THE HANGOVER REPORT – PRINCE OF BROADWAY has some thrilling highs, lackluster lows

The cast of "Prince of Broadway"

The cast of “Prince of Broadway”

Over the past few decades, Broadway has seen retrospectives of theater luminaries grace its stages, often times to strong critical and commercial acclaim. Jerome Robbins’ Broadway, Fosse, and Sondheim on Sondheim quickly come to mind. Indeed, the first two walked away with the Tony Award for Best Musical, albeit in somewhat weak seasons. Prince of Broadway, the first musical to open in the as yet sleepy 2017-2018 Broadway season, now joins this well-loved group. Is it any good?

Well yes and no. The show, directed by Mr. Prince himself and choreographed by Susan Stroman as a straightforward revue (the unfussy book is by David Thompson), is a mixed bag, with some thrilling highs, as well as head-scratching lows. And I doubt there’s a harder working ensemble – comprised of Chuck Cooper, Janet Dacal, Bryonha Marie Parham (who stopped the show time and time again with her hair-raising vocal prowess and dramatic commitment), Emily Skinner, Brandon Uranowitz, Kaley Ann Voorhees, Michael Xavier, Tony Yazbeck and Karen Ziemba – on the New York stage at the moment. Thankfully, each gets a memorable moment to shine.

Things got off to a promising start with the rousing overture, a head-spinning mash-up of musical selections from Prince shows arranged by the great Jason Robert Brown. Some segments work better than others. Faring best were Cabaret, Show Boat, and The Phantom of the Opera. With this crop, great care has been lavished on these to let the songs themselves reach out of the context of the respective shows. Mr. Robert Brown has smartly slowed the tempos so audiences have the opportunity to really soak up the storytelling within these iconic songs. Indeed, Mr. Cooper moved me to tears with his bruised rendition of “Old Man River”. Ms. Parham, who appeared in the first two, stopped the show cold with her white hot rendition of “Cabaret”. Mr. Xavier and Ms. Voorhees were an ideal Phantom and Christine (I’d gladly pay to see these two take on the roles down at the Majestic).
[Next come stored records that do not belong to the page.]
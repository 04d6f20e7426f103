use std::collections::HashMap;
use std::sync::Arc;

use async_trait::async_trait;
use tracing::{debug, info};

use stockseed_core::{SalePayload, StageName, StockLevel};
use stockseed_generate::{AllocationBatch, SaleGenerator, StockLedger};

use super::{StockChanges, insert_with_items};
use crate::errors::SeedResult;
use crate::remote::InventoryApi;
use crate::stage::{Stage, StageContext, StageOutput, StageVariant};
use crate::store::{BatchInsert, SeedTransaction};

const SALE_COLUMNS: &[&str] = &["client_id", "store_id", "sale_date", "status"];

const SALE_ITEM_COLUMNS: &[&str] = &[
    "sale_id",
    "product_id",
    "quantity",
    "unit_price",
    "total_price",
];

/// References a sale draws on, read from the database.
struct SaleInputs {
    clients: Vec<i64>,
    prices: HashMap<i64, f64>,
    central_store: Option<i64>,
}

async fn load_inputs(tx: &mut dyn SeedTransaction) -> SeedResult<SaleInputs> {
    let clients = tx.select_ids("clients").await?;
    let prices = tx
        .select_products()
        .await?
        .into_iter()
        .map(|product| (product.id, product.sale_price))
        .collect();
    let central_store = tx.select_ids("stores").await?.into_iter().min();
    Ok(SaleInputs {
        clients,
        prices,
        central_store,
    })
}

/// Checkouts at the branch stores; the central store never sells.
fn build_sales(
    inputs: &SaleInputs,
    stock: &[StockLevel],
    context: &StageContext,
) -> SeedResult<AllocationBatch<SalePayload>> {
    let generator = SaleGenerator::new(
        &inputs.clients,
        &inputs.prices,
        inputs.central_store,
        context.transaction_options(),
    )?;
    let mut ledger = StockLedger::from_levels(stock);
    ledger.retain(|key| generator.is_sales_pool(key));

    info!(
        pools = ledger.len(),
        available = ledger.total_remaining(),
        "sales ledger loaded"
    );

    let mut rng = context.rng(StageName::Sales);
    Ok(generator.generate(&mut ledger, context.profile.sales_count, &mut rng)?)
}

/// Sales written straight into `sales`, using the `stock` table as the ledger
/// source and deducting the sold units from it.
pub struct SalesStage {
    context: StageContext,
}

impl SalesStage {
    pub fn new(context: StageContext) -> Self {
        Self { context }
    }
}

#[async_trait]
impl Stage for SalesStage {
    fn name(&self) -> StageName {
        StageName::Sales
    }

    fn variant(&self) -> StageVariant {
        StageVariant::Direct
    }

    async fn execute(&self, tx: &mut dyn SeedTransaction) -> SeedResult<StageOutput> {
        let inputs = load_inputs(tx).await?;
        let stock = tx.select_stock().await?;
        let batch = build_sales(&inputs, &stock, &self.context)?;

        let mut changes = StockChanges::default();
        for sale in &batch.records {
            let mut items = BatchInsert::new("sale_items", SALE_ITEM_COLUMNS);
            for item in &sale.items {
                changes.add(sale.store_id, item.product_id, -item.quantity);
                items.push_row(vec![
                    item.product_id.into(),
                    item.quantity.into(),
                    item.unit_price.into(),
                    item.total_price.into(),
                ]);
            }

            let id = insert_with_items(
                tx,
                "sales",
                SALE_COLUMNS,
                vec![
                    sale.client_id.into(),
                    sale.store_id.into(),
                    sale.sale_date.into(),
                    sale.status.as_str().into(),
                ],
                items,
                self.context.profile.batch_size,
            )
            .await?;
            debug!(sale_id = id, items = sale.items.len(), "sale inserted");
        }

        let pools = changes.apply(tx).await?;
        info!(sales = batch.len(), exhausted = batch.exhausted, pools, "sales persisted");
        Ok(StageOutput {
            records: batch.len(),
            exhausted: batch.exhausted,
        })
    }
}

/// Sales posted to the inventory API, using its stock as the ledger.
pub struct SalesApiStage {
    api: Arc<dyn InventoryApi>,
    context: StageContext,
}

impl SalesApiStage {
    pub fn new(api: Arc<dyn InventoryApi>, context: StageContext) -> Self {
        Self { api, context }
    }
}

#[async_trait]
impl Stage for SalesApiStage {
    fn name(&self) -> StageName {
        StageName::Sales
    }

    fn variant(&self) -> StageVariant {
        StageVariant::Api
    }

    async fn execute(&self, tx: &mut dyn SeedTransaction) -> SeedResult<StageOutput> {
        let stock = self.api.fetch_stock().await?;
        let inputs = load_inputs(tx).await?;
        let batch = build_sales(&inputs, &stock, &self.context)?;

        for sale in &batch.records {
            self.api.post_sale(sale).await?;
            debug!(
                store_id = sale.store_id,
                tracking_code = %sale.tracking_code,
                items = sale.items.len(),
                "sale posted"
            );
        }

        info!(sales = batch.len(), exhausted = batch.exhausted, "sales posted");
        Ok(StageOutput {
            records: batch.len(),
            exhausted: batch.exhausted,
        })
    }
}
Least successful were the half-hearted attempts to recreate the magic of the original Prince productions of Evita, West Side Story, and Kiss of the Spider Woman. These suffered the most from not being able to appreciate the ravishing stage pictures of the originals – perhaps due to the scrappy casting and design  limitations (sets by Beowulf Boritt and costumes by William Ivey Long) – for which Prince is known for. As a result, these presentations looked severely compromised, even lazy.

I had decidedly mixed feelings about the four Sondheim snippets from Follies, A Little Night Music, Company, and Sweeney Todd. All four are indisputable masterpieces of the American Musical. Yet despite some strong performances (Mr. Yazbeck in Follies, Ms. Skinner in Night Music  and Company, and Ms. Ziemba in Sweeney Todd), I somehow felt short-changed. Taken out of the larger fabric of these character-driven shows, many of Mr. Sondheim’s songs – especially since they were being performed in character – felt slightly anti-climactic. The two Harnick and Bock sections, She Loves Me and Fiddler on the Roof, fared similarly.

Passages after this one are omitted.